(Dataset records)
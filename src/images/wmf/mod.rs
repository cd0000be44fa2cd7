// Windows Metafile (WMF) bitmap extraction
//
// Access stores pictures pasted from the clipboard as METAFILEPICT objects: a
// memory metafile that draws a single device-independent bitmap with a
// META_DIBSTRETCHBLT record. The DIB embedded in such a record only needs a
// BITMAPFILEHEADER to become a .bmp file.
//
// References:
// - [MS-WMF]: Windows Metafile Format Specification
// - https://learn.microsoft.com/en-us/openspecs/windows_protocols/ms-wmf/

pub mod constants;
pub mod parser;

pub use parser::{MetafileHeader, RECORD_HEADER_SIZE, Records, WmfRecord, records};

use self::constants::{dib, record};
use super::bmp::wrap_dib;
use crate::common::error::{Error, Result};
use crate::fieldspec::{Field, Severity, decode};
use std::iter::FusedIterator;
use tracing::debug;

const BLT_CONTEXT: &str = "META_DIBSTRETCHBLT record";
const DIB_CONTEXT: &str = "DIB header";

const DIB_STRETCH_BLT_PARAMS: [Field<'static>; 9] = [
    Field::u32("raster_operation"),
    Field::i16("src_height"),
    Field::i16("src_width"),
    Field::i16("y_src"),
    Field::i16("x_src"),
    Field::i16("dest_height"),
    Field::i16("dest_width"),
    Field::i16("y_dest"),
    Field::i16("x_dest"),
];

/// BITMAPINFOHEADER, restricted to uncompressed 24-bit bitmaps without palette
const BITMAP_INFO_HEADER: [Field<'static>; 11] = [
    Field::u32("header_size").expect(dib::BITMAPINFOHEADER_SIZE, Severity::Unsupported),
    Field::i32("width"),
    Field::i32("height"),
    Field::u16("planes"),
    Field::u16("bit_count").expect(dib::BI_BITCOUNT_24, Severity::Unsupported),
    Field::u32("compression"),
    Field::u32("image_size"),
    Field::i32("horizontal_resolution"),
    Field::i32("vertical_resolution"),
    Field::u32("ncolors").expect(0, Severity::Unsupported),
    Field::u32("nimpcolors"),
];

/// Convert the DIB carried by a META_DIBSTRETCHBLT record into a BMP file
///
/// # Errors
/// * [`Error::BadData`] if the record is the bitmap-less variant
/// * [`Error::Truncated`] if the record is too short for its parameters or
///   the DIB header
/// * [`Error::Unsupported`] unless the DIB is a 40-byte BITMAPINFOHEADER with
///   24 bits per pixel and no color table
pub fn dib_stretch_blt_bitmap(record: &WmfRecord<'_>) -> Result<Vec<u8>> {
    let params = decode(record.params(), &DIB_STRETCH_BLT_PARAMS, BLT_CONTEXT)?;
    // Without a bitmap the record holds exactly its function's parameter words
    if record.size == u32::from(record.function >> 8) + 3 {
        return Err(Error::bad_data(
            BLT_CONTEXT,
            format!("record at offset {} carries no bitmap", record.offset),
        ));
    }

    let start = RECORD_HEADER_SIZE + params.consumed();
    let dib = record.data.get(start..).ok_or_else(|| {
        Error::bad_data(
            BLT_CONTEXT,
            format!("DIB starts at {start} past the record end {}", record.data.len()),
        )
    })?;
    let info = decode(dib, &BITMAP_INFO_HEADER, DIB_CONTEXT)?;
    debug!(
        offset = record.offset,
        width = info.int("width")?,
        height = info.int("height")?,
        compression = info.int("compression")?,
        image_size = info.int("image_size")?,
        "Found DIB in META_DIBSTRETCHBLT"
    );
    wrap_dib(dib, info.int("header_size")? as usize)
}

/// Iterator over the bitmaps drawn by a METAFILEPICT payload
///
/// Records other than META_DIBSTRETCHBLT are skipped. The first error is
/// yielded once and ends the iteration.
#[derive(Debug, Clone)]
pub struct MetafileBitmaps<'a> {
    records: Records<'a>,
    done: bool,
}

/// Extract the bitmaps of the METAFILEPICT payload in `data` as BMP files
///
/// # Examples
/// ```no_run
/// let payload = std::fs::read("picture.wmf")?;
/// for (n, bmp) in olefield::metafile_bitmaps(&payload).enumerate() {
///     std::fs::write(format!("picture-{n}.bmp"), bmp?)?;
/// }
/// # Ok::<(), Box<dyn std::error::Error>>(())
/// ```
pub fn metafile_bitmaps(data: &[u8]) -> MetafileBitmaps<'_> {
    MetafileBitmaps {
        records: records(data),
        done: false,
    }
}

impl<'a> MetafileBitmaps<'a> {
    /// The metafile header, once the first bitmap has been requested
    pub fn header(&self) -> Option<&MetafileHeader<'a>> {
        self.records.header()
    }
}

impl Iterator for MetafileBitmaps<'_> {
    type Item = Result<Vec<u8>>;

    fn next(&mut self) -> Option<Self::Item> {
        if self.done {
            return None;
        }
        loop {
            let result = match self.records.next()? {
                Ok(rec) if rec.function == record::DIB_STRETCH_BLT => {
                    dib_stretch_blt_bitmap(&rec)
                },
                Ok(_) => continue,
                Err(e) => Err(e),
            };
            if result.is_err() {
                self.done = true;
            }
            return Some(result);
        }
    }
}

impl FusedIterator for MetafileBitmaps<'_> {}

#[cfg(test)]
mod tests {
    use super::*;
    use crate::common::fixtures::{
        dib_stretch_blt, dib_with, dib24, eof_record, metafile, wmf_record,
    };

    fn unsupported_field(result: Option<Result<Vec<u8>>>) -> String {
        match result {
            Some(Err(Error::Unsupported { field, .. })) => field,
            other => panic!("expected unsupported error, got {other:?}"),
        }
    }

    #[test]
    fn test_extract_known_dib() {
        let dib = dib24(2, 2);
        assert_eq!(dib.len(), 56);
        let data = metafile(&[
            wmf_record(record::SET_MAP_MODE, &[8, 0]),
            dib_stretch_blt(&dib),
            eof_record(),
        ]);

        let bitmaps: Vec<_> = metafile_bitmaps(&data).collect::<Result<_>>().unwrap();
        assert_eq!(bitmaps.len(), 1);
        let bmp = &bitmaps[0];
        assert_eq!(&bmp[..2], b"BM");
        assert_eq!(bmp.len(), 70);
        assert_eq!(&bmp[2..6], &70u32.to_le_bytes());
        assert_eq!(&bmp[6..10], &[0, 0, 0, 0]);
        assert_eq!(&bmp[10..14], &54u32.to_le_bytes());
        assert_eq!(&bmp[14..], dib.as_slice());
        assert_eq!(&bmp[54..], &dib[40..]);
    }

    #[test]
    fn test_multiple_bitmaps_in_order() {
        let first = dib24(1, 1);
        let second = dib24(3, 2);
        let data = metafile(&[
            dib_stretch_blt(&first),
            wmf_record(record::SAVE_DC, &[]),
            dib_stretch_blt(&second),
            eof_record(),
        ]);
        let bitmaps: Vec<_> = metafile_bitmaps(&data).collect::<Result<_>>().unwrap();
        assert_eq!(bitmaps.len(), 2);
        assert_eq!(&bitmaps[0][14..], first.as_slice());
        assert_eq!(&bitmaps[1][14..], second.as_slice());
    }

    #[test]
    fn test_metafile_without_bitmaps() {
        let data = metafile(&[wmf_record(record::SET_MAP_MODE, &[8, 0]), eof_record()]);
        let mut iter = metafile_bitmaps(&data);
        assert!(iter.next().is_none());
        assert_eq!(iter.header().map(|h| h.version), Some(0x0300));
    }

    #[test]
    fn test_bitmapless_record() {
        let data = metafile(&[dib_stretch_blt(&[0, 0]), eof_record()]);
        let mut iter = metafile_bitmaps(&data);
        assert!(matches!(iter.next(), Some(Err(Error::BadData { .. }))));
        assert!(iter.next().is_none());
    }

    #[test]
    fn test_unsupported_dibs() {
        let pixels = [0u8; 16];
        for (dib, field) in [
            (dib_with(40, 2, 2, 8, 0, &pixels), "bit_count"),
            (dib_with(40, 2, 2, 24, 4, &pixels), "ncolors"),
            (dib_with(12, 2, 2, 24, 0, &pixels), "header_size"),
        ] {
            let data = metafile(&[dib_stretch_blt(&dib), eof_record()]);
            let mut iter = metafile_bitmaps(&data);
            assert_eq!(unsupported_field(iter.next()), field);
            assert!(iter.next().is_none());
        }
    }

    #[test]
    fn test_bitmap_before_error_is_kept() {
        let good = dib24(1, 1);
        let bad = dib_with(40, 1, 1, 8, 0, &[0; 4]);
        let data = metafile(&[dib_stretch_blt(&good), dib_stretch_blt(&bad), eof_record()]);
        let results: Vec<_> = metafile_bitmaps(&data).collect();
        assert_eq!(results.len(), 2);
        assert!(results[0].is_ok());
        assert!(results[1].as_ref().unwrap_err().is_unsupported());
    }

    #[test]
    fn test_truncated_dib_header() {
        let data = metafile(&[dib_stretch_blt(&[0; 10]), eof_record()]);
        assert!(matches!(
            metafile_bitmaps(&data).next(),
            Some(Err(Error::Truncated {
                expected: 40,
                available: 10,
                ..
            }))
        ));
    }

    #[test]
    fn test_short_blt_params() {
        let data = metafile(&[wmf_record(record::DIB_STRETCH_BLT, &[0; 4]), eof_record()]);
        assert!(matches!(
            metafile_bitmaps(&data).next(),
            Some(Err(Error::Truncated { expected: 20, .. }))
        ));
    }

    #[test]
    fn test_trailing_data_after_eof() {
        let data = metafile(&[eof_record(), dib_stretch_blt(&dib24(1, 1))]);
        let results: Vec<_> = metafile_bitmaps(&data).collect();
        assert_eq!(results.len(), 1);
        assert!(matches!(results[0], Err(Error::BadData { .. })));
    }

    #[test]
    fn test_unsupported_metafile_header() {
        let data = crate::common::fixtures::metafile_with(1, 0x0300, 1, &[eof_record()]);
        assert_eq!(unsupported_field(metafile_bitmaps(&data).next()), "num_of_objects");
    }
}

### WHAT IS REQUIRED
Copy each line in the data that holds the word "WmfRecord".

### REPLY TO THE TASK
pub use parser::{MetafileHeader, RECORD_HEADER_SIZE, Records, WmfRecord, records};
pub fn dib_stretch_blt_bitmap(record: &WmfRecord<'_>) -> Result<Vec<u8>> {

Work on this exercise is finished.